- Carmen Bucher Wirth in Rome, 1981.
- Born: March 19, 1913 New York City, U.S.
- Died: June 27, 2001 (aged 88) Rome, Italy
- Occupation: Hotelier
- Known for: Owner of the Hotel Hassler Roma
- Spouse: Oscar Wirth (d. 1968)
- Children: Roberto Wirth (d. 2022), Peter Wirth, Cristina Wirth (d.1976)

= Carmen Bucher Wirth =

Swiss-American hotelier

Carmen Bucher Wirth (March 19, 1913 – June 27, 2001) was a Swiss-American hotelier and the proprietor of the Hotel Hassler in Rome, Italy. She was a descendant of the Swiss hotelier Franz Josef Bucher, known for his role in the development of several early European hotels.

== Early life ==
Wirth was born Carmen Bucher in New York City on March 19, 1913, the fraternal twin of her sister Mercedes, and daughter of Otto and Marta Bucher. She had a younger brother, Robert. She studied law in New York and worked in the legal department of American Underwriters before relocating to Rome.

== Career ==

=== Hotel Hassler Roma ===
After the death of her husband Oscar in the late 1960s, Wirth became the owner and principal manager of the Hotel Hassler Roma. In a 1976 interview, she said that although she had not previously held an official role in the business, she had long observed the operations: “I realized I knew the hotel business—I had been watching it all my life.”

Throughout the 1970s and 1980s she modernized the hotel while preserving its traditional character, introducing new services, strengthening international marketing, and cultivating what newspapers repeatedly described as an "atmosphere of discretion and refinement". Newspaper coverage from the period described her as maintaining the hotel's established style while supervising renovations, staff policies, and guest services. The San Francisco Chronicle reported that under her direction the Hassler became a favored residence for visiting public figures and American travelers, characterizing the hotel's appeal as “old-world Rome with modern comforts.”

She appointed Nadio Benedetti as managing director in 1971, a collaboration noted in contemporary reporting for helping the hotel navigate labor conditions in Italy at the time.

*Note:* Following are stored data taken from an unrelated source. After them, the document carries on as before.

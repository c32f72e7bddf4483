//! Dictionary for namespace and type name strings.
//!
//! The first occurrence of a string in a stream is written in full and
//! interned. Later occurrences are written as a back-reference to the
//! dictionary index, so repeated named types cost O(1) bytes.
//!
//! Each string is prefixed with a `var_u32` header:
//!
//! * Low bit `0`: literal. `header >> 1` is the UTF-8 byte length. Bytes follow.
//! * Low bit `1`: back-reference. `header >> 1` is the dictionary index.

use std::{collections::HashMap, sync::Arc};

use crate::{
	storage::{Reader, Writer},
	Error, Result,
};

const BACK_REFERENCE: u32 = 1;

/// Write half of the meta string dictionary. Scoped to one serialize call.
#[derive(Default)]
pub struct MetaStringWriter {
	indices: HashMap<Arc<str>, u32>,
}

impl MetaStringWriter {
	pub fn new() -> Self {
		Self::default()
	}

	/// Empty the dictionary, ready for a new stream.
	pub fn reset(&mut self) {
		self.indices.clear();
	}

	#[inline]
	pub fn write_namespace(&mut self, writer: &mut Writer, namespace: &Arc<str>) {
		self.write_meta_string(writer, namespace);
	}

	#[inline]
	pub fn write_type_name(&mut self, writer: &mut Writer, type_name: &Arc<str>) {
		self.write_meta_string(writer, type_name);
	}

	fn write_meta_string(&mut self, writer: &mut Writer, s: &Arc<str>) {
		if let Some(&index) = self.indices.get(s) {
			writer.write_var_u32((index << 1) | BACK_REFERENCE);
			return;
		}

		let index = self.indices.len() as u32;
		self.indices.insert(s.clone(), index);
		writer.write_var_u32((s.len() as u32) << 1);
		writer.write_bytes(s.as_bytes());
	}
}

/// Read half of the meta string dictionary. Scoped to one deserialize call.
#[derive(Default)]
pub struct MetaStringReader {
	strings: Vec<Arc<str>>,
}

impl MetaStringReader {
	pub fn new() -> Self {
		Self::default()
	}

	#[inline]
	pub fn read_namespace(&mut self, reader: &mut Reader<'_>) -> Result<Arc<str>> {
		self.read_meta_string(reader)
	}

	#[inline]
	pub fn read_type_name(&mut self, reader: &mut Reader<'_>) -> Result<Arc<str>> {
		self.read_meta_string(reader)
	}

	fn read_meta_string(&mut self, reader: &mut Reader<'_>) -> Result<Arc<str>> {
		let header = reader.read_var_u32()?;
		if header & BACK_REFERENCE != 0 {
			let index = header >> 1;
			return self
				.strings
				.get(index as usize)
				.cloned()
				.ok_or(Error::InvalidMetaString {
					index,
					len: self.strings.len(),
				});
		}

		let bytes = reader.read_bytes((header >> 1) as usize)?;
		let s: Arc<str> = Arc::from(std::str::from_utf8(bytes)?);
		self.strings.push(s.clone());
		Ok(s)
	}
}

Wirth commented publicly on women's roles in hospitality, telling the Los Angeles Times that “The hotel business is an exciting one for women. A good hotel is like a big household.” In another interview she stated: “A hotel is a home for people far from home. If they feel that, then we have done something right.” In 1992, she was awarded Hotel Magazine's prestigious Hotelier of the Year award

== Personal life ==
Carmen and Oscar Wirth had three children:

- Roberto E. Wirth
- Peter O. Wirth
- Cristina Wirth

Wirth spoke English, Italian, French, German, Swiss German, and some Spanish.

== Estate ==
Upon her death in 2001, her estate was divided equally between her two sons, including the property known as Borgo di Bastia Creti in Umbria. Roberto Wirth purchased Peter's share of the property in 2021.

== Legacy ==
Wirth was profiled in several U.S. newspapers during the 1970s and 1980s, which noted her management role at the Hassler and her family connection to the Bucher hotel-building tradition. Her work is also referenced in accounts of the Bucher family's contributions to hotel development in Switzerland and Italy.